Give, as a bare number, the count of lines below that contain "LineError".
[Entries shown — start]
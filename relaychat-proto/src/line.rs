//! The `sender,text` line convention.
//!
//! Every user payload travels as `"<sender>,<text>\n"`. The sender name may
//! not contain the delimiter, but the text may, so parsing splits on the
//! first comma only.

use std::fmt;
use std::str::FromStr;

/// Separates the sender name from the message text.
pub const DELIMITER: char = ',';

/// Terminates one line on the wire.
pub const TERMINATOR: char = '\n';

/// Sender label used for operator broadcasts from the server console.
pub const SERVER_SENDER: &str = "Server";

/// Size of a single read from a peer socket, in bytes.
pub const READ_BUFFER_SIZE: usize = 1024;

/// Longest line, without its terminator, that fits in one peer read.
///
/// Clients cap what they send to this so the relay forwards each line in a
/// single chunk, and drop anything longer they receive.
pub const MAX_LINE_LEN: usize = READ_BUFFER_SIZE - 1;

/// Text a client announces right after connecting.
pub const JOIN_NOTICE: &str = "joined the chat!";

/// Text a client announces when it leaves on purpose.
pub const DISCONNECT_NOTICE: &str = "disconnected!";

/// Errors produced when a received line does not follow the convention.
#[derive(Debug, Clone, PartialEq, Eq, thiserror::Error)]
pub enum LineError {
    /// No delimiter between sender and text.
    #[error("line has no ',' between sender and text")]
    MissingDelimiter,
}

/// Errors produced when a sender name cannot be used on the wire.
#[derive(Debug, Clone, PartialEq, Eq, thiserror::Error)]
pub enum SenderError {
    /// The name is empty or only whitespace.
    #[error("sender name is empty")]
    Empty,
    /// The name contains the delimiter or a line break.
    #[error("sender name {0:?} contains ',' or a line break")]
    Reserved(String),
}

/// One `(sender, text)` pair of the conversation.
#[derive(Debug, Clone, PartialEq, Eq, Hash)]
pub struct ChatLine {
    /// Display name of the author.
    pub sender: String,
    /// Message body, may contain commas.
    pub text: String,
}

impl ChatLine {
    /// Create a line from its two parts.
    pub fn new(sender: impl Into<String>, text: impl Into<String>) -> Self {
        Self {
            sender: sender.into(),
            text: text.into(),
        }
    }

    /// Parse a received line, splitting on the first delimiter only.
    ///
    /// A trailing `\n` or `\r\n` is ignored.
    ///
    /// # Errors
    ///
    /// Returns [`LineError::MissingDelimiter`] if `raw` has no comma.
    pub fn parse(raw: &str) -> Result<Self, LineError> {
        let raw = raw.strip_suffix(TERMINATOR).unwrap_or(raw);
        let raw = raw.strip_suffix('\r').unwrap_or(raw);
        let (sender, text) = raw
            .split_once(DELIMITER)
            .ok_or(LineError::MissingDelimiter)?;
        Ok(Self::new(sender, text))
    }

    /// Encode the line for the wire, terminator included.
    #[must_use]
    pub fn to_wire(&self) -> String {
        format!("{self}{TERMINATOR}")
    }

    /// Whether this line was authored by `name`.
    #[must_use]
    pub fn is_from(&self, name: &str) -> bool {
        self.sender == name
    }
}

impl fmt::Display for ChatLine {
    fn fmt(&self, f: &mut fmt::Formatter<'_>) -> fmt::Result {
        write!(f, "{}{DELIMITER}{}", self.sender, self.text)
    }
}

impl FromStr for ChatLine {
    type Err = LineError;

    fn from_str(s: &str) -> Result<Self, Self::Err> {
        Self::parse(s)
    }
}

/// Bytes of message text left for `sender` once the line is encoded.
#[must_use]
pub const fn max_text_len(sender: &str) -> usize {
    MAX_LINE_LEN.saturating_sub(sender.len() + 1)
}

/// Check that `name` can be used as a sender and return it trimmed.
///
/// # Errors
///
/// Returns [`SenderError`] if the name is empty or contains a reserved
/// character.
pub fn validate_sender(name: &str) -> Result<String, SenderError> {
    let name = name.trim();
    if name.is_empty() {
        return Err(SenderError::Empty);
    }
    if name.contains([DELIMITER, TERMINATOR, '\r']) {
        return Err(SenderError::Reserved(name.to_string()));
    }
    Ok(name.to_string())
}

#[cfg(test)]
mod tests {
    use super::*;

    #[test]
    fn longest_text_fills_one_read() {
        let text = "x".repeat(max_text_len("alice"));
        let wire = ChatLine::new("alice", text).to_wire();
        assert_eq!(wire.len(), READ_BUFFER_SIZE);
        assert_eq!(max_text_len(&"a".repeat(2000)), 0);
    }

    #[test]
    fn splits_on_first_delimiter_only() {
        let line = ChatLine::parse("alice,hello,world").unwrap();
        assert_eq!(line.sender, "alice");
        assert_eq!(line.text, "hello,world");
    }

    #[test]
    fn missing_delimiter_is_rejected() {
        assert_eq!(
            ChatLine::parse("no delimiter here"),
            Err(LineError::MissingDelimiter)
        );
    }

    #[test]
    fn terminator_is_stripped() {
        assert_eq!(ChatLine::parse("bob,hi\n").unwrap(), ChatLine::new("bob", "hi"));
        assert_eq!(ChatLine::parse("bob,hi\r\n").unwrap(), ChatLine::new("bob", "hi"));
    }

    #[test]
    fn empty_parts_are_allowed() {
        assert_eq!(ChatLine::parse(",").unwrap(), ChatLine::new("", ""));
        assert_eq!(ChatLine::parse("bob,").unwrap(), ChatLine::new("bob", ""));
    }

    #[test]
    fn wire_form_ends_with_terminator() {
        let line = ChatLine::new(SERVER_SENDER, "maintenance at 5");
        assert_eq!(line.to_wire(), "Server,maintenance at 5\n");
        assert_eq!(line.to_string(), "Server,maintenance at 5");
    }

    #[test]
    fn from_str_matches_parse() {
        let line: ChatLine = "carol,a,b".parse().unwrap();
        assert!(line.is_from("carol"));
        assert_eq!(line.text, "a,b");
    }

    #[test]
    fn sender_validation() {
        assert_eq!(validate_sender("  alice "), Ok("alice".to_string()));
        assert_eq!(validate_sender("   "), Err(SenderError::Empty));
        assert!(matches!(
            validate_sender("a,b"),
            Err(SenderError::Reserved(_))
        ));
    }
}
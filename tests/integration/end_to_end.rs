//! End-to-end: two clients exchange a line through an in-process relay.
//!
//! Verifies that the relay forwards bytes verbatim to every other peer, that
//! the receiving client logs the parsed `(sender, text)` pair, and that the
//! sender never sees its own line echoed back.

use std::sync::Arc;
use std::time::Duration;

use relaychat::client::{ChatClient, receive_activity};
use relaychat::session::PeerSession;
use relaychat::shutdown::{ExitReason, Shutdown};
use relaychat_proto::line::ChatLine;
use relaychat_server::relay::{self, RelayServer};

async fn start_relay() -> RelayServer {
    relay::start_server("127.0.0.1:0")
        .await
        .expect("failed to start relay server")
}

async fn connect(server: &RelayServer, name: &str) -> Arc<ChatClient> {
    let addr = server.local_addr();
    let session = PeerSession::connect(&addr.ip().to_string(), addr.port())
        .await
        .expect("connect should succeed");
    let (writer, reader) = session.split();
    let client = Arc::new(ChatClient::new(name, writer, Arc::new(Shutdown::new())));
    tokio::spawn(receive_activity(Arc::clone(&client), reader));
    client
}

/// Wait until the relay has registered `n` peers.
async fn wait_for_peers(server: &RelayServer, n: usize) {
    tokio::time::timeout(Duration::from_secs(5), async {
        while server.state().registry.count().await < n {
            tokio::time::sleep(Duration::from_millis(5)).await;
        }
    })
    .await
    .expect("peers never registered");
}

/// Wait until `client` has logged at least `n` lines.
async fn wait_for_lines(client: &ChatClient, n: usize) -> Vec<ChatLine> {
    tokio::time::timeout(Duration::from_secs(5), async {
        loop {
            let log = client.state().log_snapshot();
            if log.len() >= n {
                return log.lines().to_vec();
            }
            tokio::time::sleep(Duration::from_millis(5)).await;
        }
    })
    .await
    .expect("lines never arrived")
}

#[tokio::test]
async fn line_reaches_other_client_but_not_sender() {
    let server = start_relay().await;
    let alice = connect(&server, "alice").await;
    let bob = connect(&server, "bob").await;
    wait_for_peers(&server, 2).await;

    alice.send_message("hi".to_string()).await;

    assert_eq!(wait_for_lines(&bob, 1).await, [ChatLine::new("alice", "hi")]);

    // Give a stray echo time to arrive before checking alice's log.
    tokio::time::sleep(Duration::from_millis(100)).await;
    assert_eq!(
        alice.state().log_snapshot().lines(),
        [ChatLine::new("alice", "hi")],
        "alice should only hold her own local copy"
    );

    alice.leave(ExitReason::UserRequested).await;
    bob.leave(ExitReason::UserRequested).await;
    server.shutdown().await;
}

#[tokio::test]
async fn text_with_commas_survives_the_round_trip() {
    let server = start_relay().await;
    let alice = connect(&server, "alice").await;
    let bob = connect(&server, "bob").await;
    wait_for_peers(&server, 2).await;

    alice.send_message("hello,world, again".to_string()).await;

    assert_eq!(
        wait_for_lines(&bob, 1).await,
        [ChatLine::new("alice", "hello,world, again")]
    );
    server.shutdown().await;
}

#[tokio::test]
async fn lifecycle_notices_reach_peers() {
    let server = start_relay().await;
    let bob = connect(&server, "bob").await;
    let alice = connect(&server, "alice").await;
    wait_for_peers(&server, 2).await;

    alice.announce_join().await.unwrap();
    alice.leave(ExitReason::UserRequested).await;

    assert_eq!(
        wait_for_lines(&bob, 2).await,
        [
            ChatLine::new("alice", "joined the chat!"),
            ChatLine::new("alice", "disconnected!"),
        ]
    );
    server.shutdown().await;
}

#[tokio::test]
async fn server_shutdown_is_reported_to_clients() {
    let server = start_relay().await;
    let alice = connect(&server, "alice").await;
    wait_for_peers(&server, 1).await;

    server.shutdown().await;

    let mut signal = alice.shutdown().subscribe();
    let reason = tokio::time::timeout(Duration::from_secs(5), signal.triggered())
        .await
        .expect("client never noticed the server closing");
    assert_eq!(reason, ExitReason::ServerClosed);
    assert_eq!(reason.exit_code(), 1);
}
[Entries shown — finish]
Response area
6